All steps can be run using SCRIPTS/preprocessing/run_preprocessing_rscripts.sh with logs written to LOGS/preprocessing, output to DATA/preprocessing and DATA/RDS/preprocessing.

bash ${REPO_PATH}/SCRIPTS/preprocessing/run_preprocessing_rscripts.sh

Single guide analysis

Single guide analyses use C-SAR version 1.3.6 which converts a count matrix to an LFC matrix, runs MAGeCK and BAGEL2 and summarises the results.

The single guide analysis is run using:

SCRIPTS/single_guide/run_single_guide_analyses.sh

And when complete, the unrequired intermediate files can be removed with:

rm -r DATA/single_guide/*/*/*/work
rm -r DATA/single_guide/*/*/*/.nextflow

There are 3 datasets:

A - gene|safe_control and safe_control|safe_control
B - safe_control|gene and safe_control|safe_control
combined - gene|safe_control, safe_control|gene and safe_control|safe_control

Each dataset has been run for all three stages:

unscaled
scaled
scaled_pos_zero

There are several pre-processing steps which are covered by SCRIPTS/single_guide/run_single_guide_analyses.sh.
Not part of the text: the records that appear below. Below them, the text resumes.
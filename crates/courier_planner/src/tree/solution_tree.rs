use std::sync::Arc;

use crate::{
    error::PlannerError,
    problem::dispatch_problem::DispatchProblem,
    tree::solution_node::{NodeId, SolutionNode},
};

/// Every node ever created for a problem. Nodes are appended, never removed,
/// and a node's id is its position.
#[derive(Debug)]
pub struct SolutionTree {
    problem: Arc<DispatchProblem>,
    nodes: Vec<SolutionNode>,
}

impl SolutionTree {
    pub fn new(problem: Arc<DispatchProblem>) -> Self {
        SolutionTree {
            problem,
            nodes: Vec::new(),
        }
    }

    pub fn problem(&self) -> &Arc<DispatchProblem> {
        &self.problem
    }

    pub fn len(&self) -> usize {
        self.nodes.len()
    }

    pub fn is_empty(&self) -> bool {
        self.nodes.is_empty()
    }

    pub fn nodes(&self) -> &[SolutionNode] {
        &self.nodes
    }

    pub fn node(&self, id: NodeId) -> Result<&SolutionNode, PlannerError> {
        self.nodes.get(id.get()).ok_or(PlannerError::NodeNotFound(id))
    }

    pub(crate) fn node_mut(&mut self, id: NodeId) -> Result<&mut SolutionNode, PlannerError> {
        self.nodes
            .get_mut(id.get())
            .ok_or(PlannerError::NodeNotFound(id))
    }

    pub(crate) fn create_root(&mut self) -> NodeId {
        let id = NodeId::new(self.nodes.len());
        self.nodes
            .push(SolutionNode::root(id, Arc::clone(&self.problem)));
        id
    }

    pub(crate) fn fork(&mut self, parent: NodeId) -> Result<NodeId, PlannerError> {
        let id = NodeId::new(self.nodes.len());
        let child = SolutionNode::fork_from(id, self.node(parent)?);

        self.node_mut(parent)?.add_child(id);
        self.nodes.push(child);
        Ok(id)
    }

    /// Path from the root down to `id`, both included.
    pub fn lineage(&self, id: NodeId) -> Result<Vec<NodeId>, PlannerError> {
        let mut lineage = vec![id];
        let mut current = self.node(id)?;
        while let Some(parent) = current.parent() {
            lineage.push(parent);
            current = self.node(parent)?;
        }
        lineage.reverse();
        Ok(lineage)
    }
}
Each step utilises a script found in SCRIPTS/single_guide whose outputs and general descriptions are:

Step	Description	Script	Inputs	Outputs
0	Prepare single libraries for singles analyses	`0_prepare_single_guide_libraries.R`	User-defined guides to remove: `METADATA/guides_ids_to_remove.txt` Expanded library: `METADATA/libraries/expanded_library.tsv`	Single library annotations with user-defined guides removed (per stage): `DATA/single_guide/combined/singles_library.[stage].tsv`
1	Prepare input files and directories for C-SAR	`1_prepare_files_and_directories_for_analysis.R`	Single guide library with user-defined guides removed: `DATA/single_guide/[stage]/singles_library.[stage].tsv` Sample metadata: `METADATA/5429_sample_annotations.tsv` Count matrix: `DATA/preprocessing/count_matrix.[stage].[dataset].tsv` Log path: `LOGS/single_guide/C-SAR/[dataset]/[stage]` Suffix: `[dataset].[stage]` Cell lines to exclude: "A-375 1000x,A-375 500x" Output directory: `DATA/single_guide/[dataset]/[stage]`	List of `bsub` commands: `SCRIPTS/single_guide/bsub_commands.[dataset].[stage].sh` Filtered singles library (only guides in counts): `DATA/single_guide/[stage]/singles_library.[stage].filt.tsv` Sample counts per cell line (per dataset/stage): `DATA/single_guide/[dataset]/[stage]/[cell line]/sample_counts.tsv` Sample manifest per cell line (per dataset/stage) `DATA/single_guide/[dataset]/[stage]/[cell line]/sample_manifest.tsv` C-SAR results per cell line (per dataset/stage) `DATA/single_guide/[dataset]/[stage]/[cell line]/results` Nextflow log per cell line (per dataset/stage) `DATA/single_guide/[dataset]/[stage]/[cell line]/.nextflow.log`

The directory structure for C-SAR is as follows:

REPO_PATH
    ->DATA
        -> single_guide
            -> [dataset]
                -> [stage]
                    -> [cell_line]
                        -> results
                            -> BAGEL2
                            -> MAGeCK
                            -> ...

To clean up all logs and results for a fresh analysis run:

rm -r LOGS/single_guide/C-SAR/*/*/*.o
rm -r LOGS/single_guide/C-SAR/*/*/*.e
rm -r DATA/single_guide/*/*/*/results
rm -r DATA/single_guide/*/*/*/work
rm -r DATA/single_guide/*/*/*/.nextflow
rm -r DATA/single_guide/*/*/*/.nextflow.log

Dual guide analyses

Bassik analysis requires an LFC matrix and a dual guide matrix (mapping of dual guide to its corresponding single guides) which are generated during the pre-processing steps.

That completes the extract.